On Wednesday afternoon, the Campus Y's Anne Queen Lounge was at capacity for a panel discussing race and the arts in a forum called "Literature, Historical Memory, and Empathy: The Role of the Literary Arts in Our Campus Conversation on Race."
Former poet laureate and Emory University professor Natasha Tretheway, who sat on the panel, reminisced about her childhood — specifically her experiences during elementary school. Growing up in Atlanta, she attended Venetian Hills Elementary School.
"It was a school that had integrated after (desegregation). But because of white flight in the city after these types of things, it immediately re-segregated, and it was primarily there a black school. There were still white teachers, but I don't remember any white students in my classes," Tretheway said.
"Now because of this, the teachers had a great idea. Instead of limiting what we learned about black history and black culture to the month of February, we would study it year-round."

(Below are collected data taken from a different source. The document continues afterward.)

//! Pearson correlation block metrics.

use super::trait_::BlockMetric;

/// Samples whose variance is below this are considered flat.
const FLAT_VARIANCE: f64 = 1e-12;

fn pearson(fixed: &[f64], moving: &[f64]) -> Option<f64> {
    let n = fixed.len();
    if n < 2 || n != moving.len() {
        return None;
    }
    let inv_n = 1.0 / n as f64;
    let mean_f = fixed.iter().sum::<f64>() * inv_n;
    let mean_m = moving.iter().sum::<f64>() * inv_n;

    let (mut cov, mut var_f, mut var_m) = (0.0, 0.0, 0.0);
    for (f, m) in fixed.iter().zip(moving) {
        let df = f - mean_f;
        let dm = m - mean_m;
        cov += df * dm;
        var_f += df * df;
        var_m += dm * dm;
    }
    if var_f * inv_n < FLAT_VARIANCE || var_m * inv_n < FLAT_VARIANCE {
        return None;
    }
    Some((cov / (var_f * var_m).sqrt()).clamp(-1.0, 1.0))
}

/// Zero-normalized cross correlation. Range `[-1, 1]`.
#[derive(Debug, Clone, Copy, Default)]
pub struct Correlation;

impl BlockMetric for Correlation {
    fn evaluate(&self, fixed: &[f64], moving: &[f64]) -> Option<f64> {
        pearson(fixed, moving)
    }

    /// Anti-correlated matches carry no weight.
    fn confidence(&self, score: f64) -> f64 {
        score.clamp(0.0, 1.0)
    }

    fn name(&self) -> &'static str {
        "Correlation"
    }
}

/// Squared correlation; insensitive to contrast inversion. Range `[0, 1]`.
#[derive(Debug, Clone, Copy, Default)]
pub struct SquaredCorrelation;

impl BlockMetric for SquaredCorrelation {
    fn evaluate(&self, fixed: &[f64], moving: &[f64]) -> Option<f64> {
        pearson(fixed, moving).map(|r| r * r)
    }

    fn confidence(&self, score: f64) -> f64 {
        score.clamp(0.0, 1.0)
    }

    fn name(&self) -> &'static str {
        "SquaredCorrelation"
    }
}
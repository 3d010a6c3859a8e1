//! Sparse-to-dense fusion of block estimates into a velocity field.

pub mod trait_;
pub mod neighborhood;
pub mod kernel;
pub mod m_estimator;

pub use trait_::{create_aggregator, Aggregator};
pub use neighborhood::{voxel_center, Contributor, Neighborhood};
pub use kernel::KernelAggregator;
pub use m_estimator::MEstimationAggregator;
//! Blocks: small index-space boxes of a volume used as matching units.

pub mod sampler;

pub use sampler::{block_variance, BlockSampler, SampledBlocks};

use svfbm_core::image::ImageGeometry;
use svfbm_core::spatial::Point3;

/// An index-space box `[origin, origin + size)` plus its intensity variance.
#[derive(Debug, Clone, Copy, PartialEq)]
pub struct Block {
    pub origin: [usize; 3],
    pub size: [usize; 3],
    pub variance: f64,
}

impl Block {
    pub fn num_voxels(&self) -> usize {
        self.size.iter().product()
    }

    /// Continuous index of the block center.
    pub fn center_index(&self) -> [f64; 3] {
        let mut c = [0.0; 3];
        for a in 0..3 {
            c[a] = self.origin[a] as f64 + 0.5 * (self.size[a] as f64 - 1.0);
        }
        c
    }

    pub fn center(&self, geometry: &ImageGeometry<3>) -> Point3 {
        geometry.index_to_physical(&Point3::new(self.center_index()))
    }

    /// Voxel indices in scan order, x fastest.
    pub fn voxels(&self) -> impl Iterator<Item = [usize; 3]> + '_ {
        let [ox, oy, oz] = self.origin;
        let [sx, sy, sz] = self.size;
        (oz..oz + sz).flat_map(move |z| (oy..oy + sy).flat_map(move |y| (ox..ox + sx).map(move |x| [x, y, z])))
    }

    /// Physical positions of the block voxels, in scan order.
    pub fn physical_points(&self, geometry: &ImageGeometry<3>) -> Vec<Point3> {
        self.voxels()
            .map(|[x, y, z]| geometry.index_to_physical(&Point3::new([x as f64, y as f64, z as f64])))
            .collect()
    }
}
pub mod nifti_io;

pub use nifti_io::{read_nifti, write_nifti, write_nifti_compressed, write_velocity_field, VECTOR_INTENT_CODE};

She said this experience gave her an entirely different worldview as a child.
"I thought everybody learned to sing 'Lift Every Voice and Sing,'" she said, referring to James Weldon Johnson's song — a song often called the "Black American National Anthem."
Trethewey said to limit an education about black history and culture to just one month is a detriment to all students, especially white ones.
English professor and panelist Jennifer Ho also discussed her childhood. An avid reader growing up, she wanted to eventually write her own novels under the pen name Jacqueline Hope because it sounded like the names of the writers she was reading.
"What was going on was that I was not reading any Asian American literature, I wasn't reading African American literature," she said. "I was reading white canonical literature, except I wasn't calling it white canonical literature. I was just calling it literature."